WORK TO BE COMPLETED: Restate the entries below word for word, leaving nothing out.

RECORDS PROVIDED:
━━━
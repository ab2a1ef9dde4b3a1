use llrb_map::{Color, RedBlackMap};
use rand::Rng;
use std::collections::BTreeMap;

const NUM_OF_OPERATIONS: usize = 100_000;
const KEY_RANGE: i32 = 1_000;

fn new_rng() -> rand::XorShiftRng {
    rand::SeedableRng::from_seed([1, 1, 1, 1])
}

fn height_bound(len: usize) -> i32 {
    (2.0 * ((len + 1) as f64).log2()).floor() as i32
}

#[test]
fn int_test_insertions() {
    let mut rng = new_rng();
    let mut map = RedBlackMap::new();
    let mut expected = BTreeMap::new();

    for _ in 0..NUM_OF_OPERATIONS {
        let key = rng.gen::<i32>();
        let value = rng.gen::<i32>();

        assert_eq!(
            map.insert(key, value),
            expected.insert(key, value).map(|old| (key, old)),
        );
    }

    assert_eq!(map.len(), expected.len());
    assert!(map.validate().is_ok());
    assert_eq!(map.root_color(), Some(Color::Black));
    assert!(map.height() <= height_bound(map.len()));
    assert_eq!(
        map.iter().collect::<Vec<(&i32, &i32)>>(),
        expected.iter().collect::<Vec<(&i32, &i32)>>(),
    );
    for (key, value) in &expected {
        assert_eq!(map.get(key), Some(value));
    }
}

#[test]
fn int_test_insertions_preserve_invariants() {
    let mut rng = new_rng();
    let mut map = RedBlackMap::new();

    for i in 0..2_000 {
        let key = rng.gen_range(0, KEY_RANGE);
        map.insert(key, i);
        assert!(map.validate().is_ok());
        assert!(map.height() <= height_bound(map.len()));
    }
}

#[test]
fn int_test_sorted_insertions() {
    let mut ascending = RedBlackMap::new();
    let mut descending = RedBlackMap::new();
    for key in 0..4_096 {
        ascending.insert(key, key);
        descending.insert(-key, key);
    }

    assert!(ascending.validate().is_ok());
    assert!(descending.validate().is_ok());
    assert!(ascending.height() <= height_bound(4_096));
    assert!(descending.height() <= height_bound(4_096));
}

#[test]
fn int_test_mixed_operations() {
    let mut rng = new_rng();
    let mut map = RedBlackMap::new();
    let mut expected = BTreeMap::new();

    for _ in 0..NUM_OF_OPERATIONS {
        let key = rng.gen_range(0, KEY_RANGE);

        if rng.gen::<bool>() {
            let value = rng.gen::<i32>();
            map.insert(key, value);
            expected.insert(key, value);
        } else {
            let len = map.len();
            let removed = map.remove(&key);
            assert_eq!(removed, expected.remove(&key).map(|value| (key, value)));
            match removed {
                Some(_) => assert_eq!(map.len(), len - 1),
                None => assert_eq!(map.len(), len),
            }
            assert_eq!(map.get(&key), None);
        }

        assert_eq!(map.get(&key), expected.get(&key));
    }

    assert!(map.check_order().is_ok());
    assert_eq!(map.len(), expected.len());
    assert_eq!(
        map.into_iter().collect::<Vec<(i32, i32)>>(),
        expected.into_iter().collect::<Vec<(i32, i32)>>(),
    );
}

#[test]
fn int_test_remove_all() {
    let mut rng = new_rng();
    let mut map = RedBlackMap::new();
    let mut expected = BTreeMap::new();

    for i in 0..2_000 {
        let key = rng.gen::<i32>();
        map.insert(key, i);
        expected.insert(key, i);
    }

    let mut pairs = expected.into_iter().collect::<Vec<(i32, i32)>>();
    rng.shuffle(&mut pairs);
    for (key, value) in pairs {
        assert_eq!(map.remove(&key), Some((key, value)));
        assert_eq!(map.remove(&key), None);
        assert!(map.check_order().is_ok());
        if let Some(color) = map.root_color() {
            assert_eq!(color, Color::Black);
        }
    }

    assert!(map.is_empty());
    assert_eq!(map.height(), -1);
}

#[test]
fn int_test_remove_returns_latest_value() {
    let mut map = RedBlackMap::new();
    for (i, &key) in [2056, 1, 2056, 1, 7, 2056, 1].iter().enumerate() {
        map.insert(key, i as i32);
    }

    assert_eq!(map.len(), 3);
    assert_eq!(map.remove(&1), Some((1, 6)));
    assert_eq!(map.remove(&2056), Some((2056, 5)));
    assert_eq!(map.remove(&7), Some((7, 4)));
    assert!(map.is_empty());
}

#[test]
fn int_test_missing_keys() {
    let mut map: RedBlackMap = (0..100).map(|key| (key * 2, key)).collect();
    let before = map.traverse().collect::<Vec<_>>();

    for key in (0..100).map(|key| key * 2 + 1) {
        assert_eq!(map.get(&key), None);
        assert_eq!(map.remove(&key), None);
    }

    assert_eq!(map.len(), 100);
    assert_eq!(map.traverse().collect::<Vec<_>>(), before);
}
━━━
WORKED SOLUTION:
repository ab2a1ef9dde4b3a1
use llrb_map::{Color, RedBlackMap};
use rand::Rng;
use std::collections::BTreeMap;

const NUM_OF_OPERATIONS: usize = 100_000;
const KEY_RANGE: i32 = 1_000;

fn new_rng() -> rand::XorShiftRng {
    rand::SeedableRng::from_seed([1, 1, 1, 1])
}

fn height_bound(len: usize) -> i32 {
    (2.0 * ((len + 1) as f64).log2()).floor() as i32
}

#[test]
fn int_test_insertions() {
    let mut rng = new_rng();
    let mut map = RedBlackMap::new();
    let mut expected = BTreeMap::new();

    for _ in 0..NUM_OF_OPERATIONS {
        let key = rng.gen::<i32>();
        let value = rng.gen::<i32>();

        assert_eq!(
            map.insert(key, value),
            expected.insert(key, value).map(|old| (key, old)),
        );
    }

    assert_eq!(map.len(), expected.len());
    assert!(map.validate().is_ok());
    assert_eq!(map.root_color(), Some(Color::Black));
    assert!(map.height() <= height_bound(map.len()));
    assert_eq!(
        map.iter().collect::<Vec<(&i32, &i32)>>(),
        expected.iter().collect::<Vec<(&i32, &i32)>>(),
    );
    for (key, value) in &expected {
        assert_eq!(map.get(key), Some(value));
    }
}

#[test]
fn int_test_insertions_preserve_invariants() {
    let mut rng = new_rng();
    let mut map = RedBlackMap::new();

    for i in 0..2_000 {
        let key = rng.gen_range(0, KEY_RANGE);
        map.insert(key, i);
        assert!(map.validate().is_ok());
        assert!(map.height() <= height_bound(map.len()));
    }
}

#[test]
fn int_test_sorted_insertions() {
    let mut ascending = RedBlackMap::new();
    let mut descending = RedBlackMap::new();
    for key in 0..4_096 {
        ascending.insert(key, key);
        descending.insert(-key, key);
    }

    assert!(ascending.validate().is_ok());
    assert!(descending.validate().is_ok());
    assert!(ascending.height() <= height_bound(4_096));
    assert!(descending.height() <= height_bound(4_096));
}

#[test]
fn int_test_mixed_operations() {
    let mut rng = new_rng();
    let mut map = RedBlackMap::new();
    let mut expected = BTreeMap::new();

    for _ in 0..NUM_OF_OPERATIONS {
        let key = rng.gen_range(0, KEY_RANGE);

        if rng.gen::<bool>() {
            let value = rng.gen::<i32>();
            map.insert(key, value);
            expected.insert(key, value);
        } else {
            let len = map.len();
            let removed = map.remove(&key);
            assert_eq!(removed, expected.remove(&key).map(|value| (key, value)));
            match removed {
                Some(_) => assert_eq!(map.len(), len - 1),
                None => assert_eq!(map.len(), len),
            }
            assert_eq!(map.get(&key), None);
        }

        assert_eq!(map.get(&key), expected.get(&key));
    }

    assert!(map.check_order().is_ok());
    assert_eq!(map.len(), expected.len());
    assert_eq!(
        map.into_iter().collect::<Vec<(i32, i32)>>(),
        expected.into_iter().collect::<Vec<(i32, i32)>>(),
    );
}

#[test]
fn int_test_remove_all() {
    let mut rng = new_rng();
    let mut map = RedBlackMap::new();
    let mut expected = BTreeMap::new();

    for i in 0..2_000 {
        let key = rng.gen::<i32>();
        map.insert(key, i);
        expected.insert(key, i);
    }

    let mut pairs = expected.into_iter().collect::<Vec<(i32, i32)>>();
    rng.shuffle(&mut pairs);
    for (key, value) in pairs {
        assert_eq!(map.remove(&key), Some((key, value)));
        assert_eq!(map.remove(&key), None);
        assert!(map.check_order().is_ok());
        if let Some(color) = map.root_color() {
            assert_eq!(color, Color::Black);
        }
    }

    assert!(map.is_empty());
    assert_eq!(map.height(), -1);
}

#[test]
fn int_test_remove_returns_latest_value() {
    let mut map = RedBlackMap::new();
    for (i, &key) in [2056, 1, 2056, 1, 7, 2056, 1].iter().enumerate() {
        map.insert(key, i as i32);
    }

    assert_eq!(map.len(), 3);
    assert_eq!(map.remove(&1), Some((1, 6)));
    assert_eq!(map.remove(&2056), Some((2056, 5)));
    assert_eq!(map.remove(&7), Some((7, 4)));
    assert!(map.is_empty());
}

#[test]
fn int_test_missing_keys() {
    let mut map: RedBlackMap = (0..100).map(|key| (key * 2, key)).collect();
    let before = map.traverse().collect::<Vec<_>>();

    for key in (0..100).map(|key| key * 2 + 1) {
        assert_eq!(map.get(&key), None);
        assert_eq!(map.remove(&key), None);
    }

    assert_eq!(map.len(), 100);
    assert_eq!(map.traverse().collect::<Vec<_>>(), before);
}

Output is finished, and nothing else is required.